The refurbishment was carried out in two national stadia in Nairobi County. This is a step in the right direction but more projects should be undertaken in the other counties. 

The desire to bring on board sustainable funding for sports programmes at both county and national levels is a game-changer. This should be undertaken through corporate sponsorships.

The growth of sports in India is credited to the partnerships between business community and celebrities who worked hand in hand to create a sports hype that remains formidable at the international stage, particularly in cricket.

There is need for a caucus of the private sector and government to shore up support for sports programmes. There is also need to offer tax incentives to corporate sponsorships and to encourage public-private partnerships for the development of sports infrastructure in counties.

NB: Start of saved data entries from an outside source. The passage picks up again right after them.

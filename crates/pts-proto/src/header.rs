//! Fixed-size message and attribute headers.
//!
//! Both headers are `#[repr(C)]` byte-aligned layouts read directly out of the
//! input buffer with `zerocopy`, so a truncated buffer is the only way a header
//! read can fail.

use zerocopy::{
    FromBytes, Immutable, IntoBytes, KnownLayout, Unaligned,
    byteorder::{BigEndian, U32},
};

use crate::{
    attr_types::VendorId,
    errors::{CodecError, Result},
    flags::AttributeFlags,
};

/// PA-TNC message header (8 bytes).
///
/// ```text
///  0                   1                   2                   3
/// +-+-+-+-+-+-+-+-+-+-+-+-+-+-+-+-+-+-+-+-+-+-+-+-+-+-+-+-+-+-+-+-+
/// |    Version    |                    Reserved                   |
/// +-+-+-+-+-+-+-+-+-+-+-+-+-+-+-+-+-+-+-+-+-+-+-+-+-+-+-+-+-+-+-+-+
/// |                       Message Identifier                      |
/// +-+-+-+-+-+-+-+-+-+-+-+-+-+-+-+-+-+-+-+-+-+-+-+-+-+-+-+-+-+-+-+-+
/// ```
#[derive(
    Debug, Clone, Copy, PartialEq, Eq, FromBytes, IntoBytes, KnownLayout, Immutable, Unaligned,
)]
#[repr(C)]
pub struct MessageHeader {
    version: u8,
    reserved: [u8; 3],
    message_id: U32<BigEndian>,
}

impl MessageHeader {
    /// Encoded size in bytes.
    pub const SIZE: usize = 8;
    /// The only PA-TNC version defined.
    pub const VERSION: u8 = 1;

    /// Create a version-1 header with the given message identifier.
    pub fn new(message_id: u32) -> Self {
        Self { version: Self::VERSION, reserved: [0; 3], message_id: U32::new(message_id) }
    }

    /// Read a header from the start of `bytes`, validating the version.
    pub fn from_bytes(bytes: &[u8]) -> Result<&Self> {
        let (header, _) = Self::ref_from_prefix(bytes).map_err(|_| CodecError::Truncated {
            offset: 0,
            needed: Self::SIZE,
            available: bytes.len(),
        })?;
        if header.version != Self::VERSION {
            return Err(CodecError::UnsupportedVersion(header.version));
        }
        Ok(header)
    }

    /// Message identifier.
    pub fn message_id(&self) -> u32 {
        self.message_id.get()
    }

    /// Encoded form, as echoed back inside PA-TNC Error attributes.
    pub fn to_bytes(&self) -> [u8; Self::SIZE] {
        let mut out = [0u8; Self::SIZE];
        out.copy_from_slice(self.as_bytes());
        out
    }
}

/// PA-TNC attribute header (12 bytes).
///
/// ```text
///  0                   1                   2                   3
/// +-+-+-+-+-+-+-+-+-+-+-+-+-+-+-+-+-+-+-+-+-+-+-+-+-+-+-+-+-+-+-+-+
/// |     Flags     |          PA-TNC Attribute Vendor ID           |
/// +-+-+-+-+-+-+-+-+-+-+-+-+-+-+-+-+-+-+-+-+-+-+-+-+-+-+-+-+-+-+-+-+
/// |                     PA-TNC Attribute Type                     |
/// +-+-+-+-+-+-+-+-+-+-+-+-+-+-+-+-+-+-+-+-+-+-+-+-+-+-+-+-+-+-+-+-+
/// |                    PA-TNC Attribute Length                    |
/// +-+-+-+-+-+-+-+-+-+-+-+-+-+-+-+-+-+-+-+-+-+-+-+-+-+-+-+-+-+-+-+-+
/// ```
///
/// The length covers the header itself plus the value.
#[derive(
    Debug, Clone, Copy, PartialEq, Eq, FromBytes, IntoBytes, KnownLayout, Immutable, Unaligned,
)]
#[repr(C)]
pub struct AttributeHeader {
    flags: u8,
    vendor_id: [u8; 3],
    attr_type: U32<BigEndian>,
    length: U32<BigEndian>,
}

impl AttributeHeader {
    /// Encoded size in bytes.
    pub const SIZE: usize = 12;
    /// Size of the (flags, vendor, type) prefix echoed in "attribute type not
    /// supported" errors.
    pub const INFO_SIZE: usize = 8;

    /// Create a header for a value of `value_len` bytes.
    pub fn new(flags: AttributeFlags, vendor_id: VendorId, attr_type: u32, value_len: u32) -> Self {
        Self {
            flags: flags.bits(),
            vendor_id: vendor_id.to_bytes(),
            attr_type: U32::new(attr_type),
            length: U32::new(value_len.saturating_add(Self::SIZE as u32)),
        }
    }

    /// Read a header from the start of `bytes`; `offset` is the position of
    /// `bytes` within the message and only used for error reporting.
    pub fn from_bytes(bytes: &[u8], offset: usize) -> Result<&Self> {
        let (header, _) = Self::ref_from_prefix(bytes).map_err(|_| CodecError::Truncated {
            offset,
            needed: Self::SIZE,
            available: bytes.len(),
        })?;
        Ok(header)
    }

    /// Header flags; unknown bits are ignored.
    pub fn flags(&self) -> AttributeFlags {
        AttributeFlags::from_bits_truncate(self.flags)
    }

    /// Attribute vendor.
    pub fn vendor_id(&self) -> VendorId {
        VendorId::from_bytes(self.vendor_id)
    }

    /// Vendor-scoped attribute type.
    pub fn attr_type(&self) -> u32 {
        self.attr_type.get()
    }

    /// Total attribute length, header included.
    pub fn length(&self) -> u32 {
        self.length.get()
    }

    /// The (flags, vendor, type) prefix.
    pub fn info(&self) -> [u8; Self::INFO_SIZE] {
        let mut out = [0u8; Self::INFO_SIZE];
        out.copy_from_slice(&self.as_bytes()[..Self::INFO_SIZE]);
        out
    }
}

This will create avenues of collecting more taxes by broadening the tax base. Sports has globalising tendencies marked by rising media coverage, labour specialisation and influx of management consultancies that bring taxable economic activities into the tax bracket.

The other frontier for developing sports talent is through foreign direct investments supported by our foreign missions in the Ministry of Foreign and Diaspora Affairs spread across the world.

The building of stadia and other sporting facilities is a capital intensive venture that developing countries may not sustain because of competing budgetary needs. Foreign investors from countries where Kenya has diplomatic presence can come in handy. 

The goodwill that the new government has ushered in will realise our immense potential in sports if we can allocate adequate resources for development of sports, make nurturing of sports talent an integral part of our education system, provide equal opportunities for participation to all citizens and have professionals manage our sports in a transparent and accountable manner.

This is the only way we will cut down on the growing threat from “muscle drain” that supply developed countries with talented athletes from African countries.